E-Cigarettes – Smoking HEALTH THREATS – Top 5 Most Dangerous New Addiction
Some think that the Voluntary Tobacco Control Act of the UK (VTCA) may be likened to the new smoking ban in some parts of the united states, the Voluntary Tobacco Control Act. The act bans the sale of flavored tobacco and the usage of a lot of the many additives which are used to make tobacco products taste good. For instance, there exists a ban on the addition of certain flavoring agents to e-liquids. If the united kingdom government can get this kind of ban across the US, it might have a major effect on how much e-cigarette use.
Addititionally there is some concern concerning the long-term effects of e-cigarettes on health. Some experts claim that e-cigs have almost twice the quantity of harmful chemicals as compared with cigarettes, and that the chemicals cause cancer and other diseases long-term. Many researchers argue that smoking is more threatening than taking an electric puff, but they admit that there’s no way vapinger.com to determine how much damage vaporized cigarettes do to your system over the long-term.
The British government claims that it has had a “weed” pass on the VTA and is focusing its efforts on regulating cigarette smoking instead. This is not entirely true, however. As smoking is currently classed as a criminal offence, the government can apply tougher laws and regulations to those that still smoke, including vapourisers. This means that the VTA is basically a marketing stunt, with the British government probably hoping that other countries will follow suit and curb vaporizing cigarettes to be able to bring in more foreign tourism.
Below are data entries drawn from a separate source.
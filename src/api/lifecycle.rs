// SPDX-License-Identifier: AGPL-3.0-or-later
//
// Copyright (C) 2026 Relational Network

use axum::{
    extract::{Path, State},
    http::StatusCode,
    Json,
};

use crate::{
    error::ApiError,
    gateway::RecordId,
    lifecycle::RollbackOutcome,
    models::{
        AnnotationResponse, DeleteRecordRequest, RestoreRecordRequest, RevokeShareRequest,
        RollbackRecordRequest,
    },
    state::AppState,
};

#[utoipa::path(
    post,
    path = "/v1/records/{record_id}/delete",
    params(("record_id" = String, Path, description = "Original record id")),
    request_body = DeleteRecordRequest,
    tag = "Lifecycle",
    responses((status = 201, body = AnnotationResponse))
)]
pub async fn delete_record(
    Path(record_id): Path<String>,
    State(state): State<AppState>,
    Json(request): Json<DeleteRecordRequest>,
) -> Result<(StatusCode, Json<AnnotationResponse>), ApiError> {
    let annotation_id = state
        .vault
        .lifecycle()
        .mark_deleted(
            &RecordId::from(record_id),
            request.permanent,
            request.actor.as_deref(),
        )
        .await?;
    Ok((StatusCode::CREATED, Json(AnnotationResponse { annotation_id })))
}

#[utoipa::path(
    post,
    path = "/v1/records/{record_id}/restore",
    params(("record_id" = String, Path, description = "Original record id")),
    request_body = RestoreRecordRequest,
    tag = "Lifecycle",
    responses(
        (status = 201, body = AnnotationResponse),
        (status = 409, description = "Record is permanently deleted")
    )
)]
pub async fn restore_record(
    Path(record_id): Path<String>,
    State(state): State<AppState>,
    Json(request): Json<RestoreRecordRequest>,
) -> Result<(StatusCode, Json<AnnotationResponse>), ApiError> {
    let annotation_id = state
        .vault
        .lifecycle()
        .restore(&RecordId::from(record_id), request.actor.as_deref())
        .await?;
    Ok((StatusCode::CREATED, Json(AnnotationResponse { annotation_id })))
}

#[utoipa::path(
    post,
    path = "/v1/records/{record_id}/revoke",
    params(("record_id" = String, Path, description = "Original record id")),
    request_body = RevokeShareRequest,
    tag = "Lifecycle",
    responses(
        (status = 201, body = AnnotationResponse),
        (status = 400, description = "Neither a user nor revoke_all was given")
    )
)]
pub async fn revoke_share(
    Path(record_id): Path<String>,
    State(state): State<AppState>,
    Json(request): Json<RevokeShareRequest>,
) -> Result<(StatusCode, Json<AnnotationResponse>), ApiError> {
    let annotation_id = state
        .vault
        .lifecycle()
        .revoke_share(
            &RecordId::from(record_id),
            request.user.as_deref(),
            request.revoke_all,
            request.actor.as_deref(),
        )
        .await?;
    Ok((StatusCode::CREATED, Json(AnnotationResponse { annotation_id })))
}

#[utoipa::path(
    post,
    path = "/v1/records/{record_id}/rollback",
    params(("record_id" = String, Path, description = "Original record id")),
    request_body = RollbackRecordRequest,
    tag = "Lifecycle",
    responses(
        (status = 201, body = RollbackOutcome),
        (status = 400, description = "Target is not a version of this record"),
        (status = 502, description = "Backup written but rollback failed")
    )
)]
pub async fn rollback_record(
    Path(record_id): Path<String>,
    State(state): State<AppState>,
    Json(request): Json<RollbackRecordRequest>,
) -> Result<(StatusCode, Json<RollbackOutcome>), ApiError> {
    let outcome = state
        .vault
        .lifecycle()
        .rollback(
            &RecordId::from(record_id),
            &request.target,
            request.create_backup,
        )
        .await?;
    Ok((StatusCode::CREATED, Json(outcome)))
}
The analysis published in the British Medical Journal claims to possess evidence that suggests that e-cigs contain up to five times more tar than cigarettes. This appears like an especially frightening figure, since all but two of the world’s largest countries have laws against selling tobacco products that contain any tobacco at all. It also means that the volume of those who are estimated to be using vaporisers every year is growing exponentially. As you may well know, lots of people have trouble with nicotine withdrawal symptoms. If there were only five times more tar in the average e-cigarette, then that might be worrying, but the study published in the British Medical Journal suggests that there’s a lot more that should be worried about when it comes to vaporising cigarettes.
The analysis looked at both children, and adults, and discovered that long-term users of electronic cigarettes had higher incidences of chronic bronchitis and asthma. In addition they had significantly increased chances of having a stroke. While the authors don’t think that was caused solely by the electronic cigarettes, they believe that the mix of increased tar and nicotine can be a cause. The outcomes are inconclusive, but the authors state that more research is needed.
The next paper published today talks about the second of the smoking tobacco dangers: youth smoking prevalence. This time around the focus is on the long-term effects of e-cigarettes on adolescent smoking prevalence. As we’ve known for some time now, there are significant links between long-term use of any tobacco product, including cigarettes, and youth smoking prevalence. The analysis compared the rates of adolescent smoking prevalence prior to the availability of electric cigarettes and the rates of adult smoking prevalence and found very strong evidence that e-cigarette use was a contributing factor.
When considering the second major danger that is connected with vapourising cigarettes, the researchers found yet another reason to be concerned. That danger may be the potential short-term side effects of long-term use. The effects on brain development are particularly worrying, as the brains of teenagers and children are still developing, and may not be able to fully process all the toxins contained in the e-arette smoke. The short-term ramifications of smoking on brain development can range from increased attention problems, to lack of memory, to increased moodiness.
While each one of these risks may seem worrying, one area that is not usually considered is that of teenage lung injury. E-smoking is really a leading reason behind chronic bronchitis, the leading cause of childhood asthma. The type of using e-cigarettes regularly, the chance to getting chronic bronchitis is significantly increased. Although it isn’t known why, the consensus seems to indicate the truth that e-cigarette use increases the rate of airflow through the airways, which increases the probability of trapping airborne irritants and pathogens in the lungs. The long-term consequences of the kind of lung injury are unknown, but e-cigarettes might turn out to be an important cause of chronic bronchitis in the foreseeable future.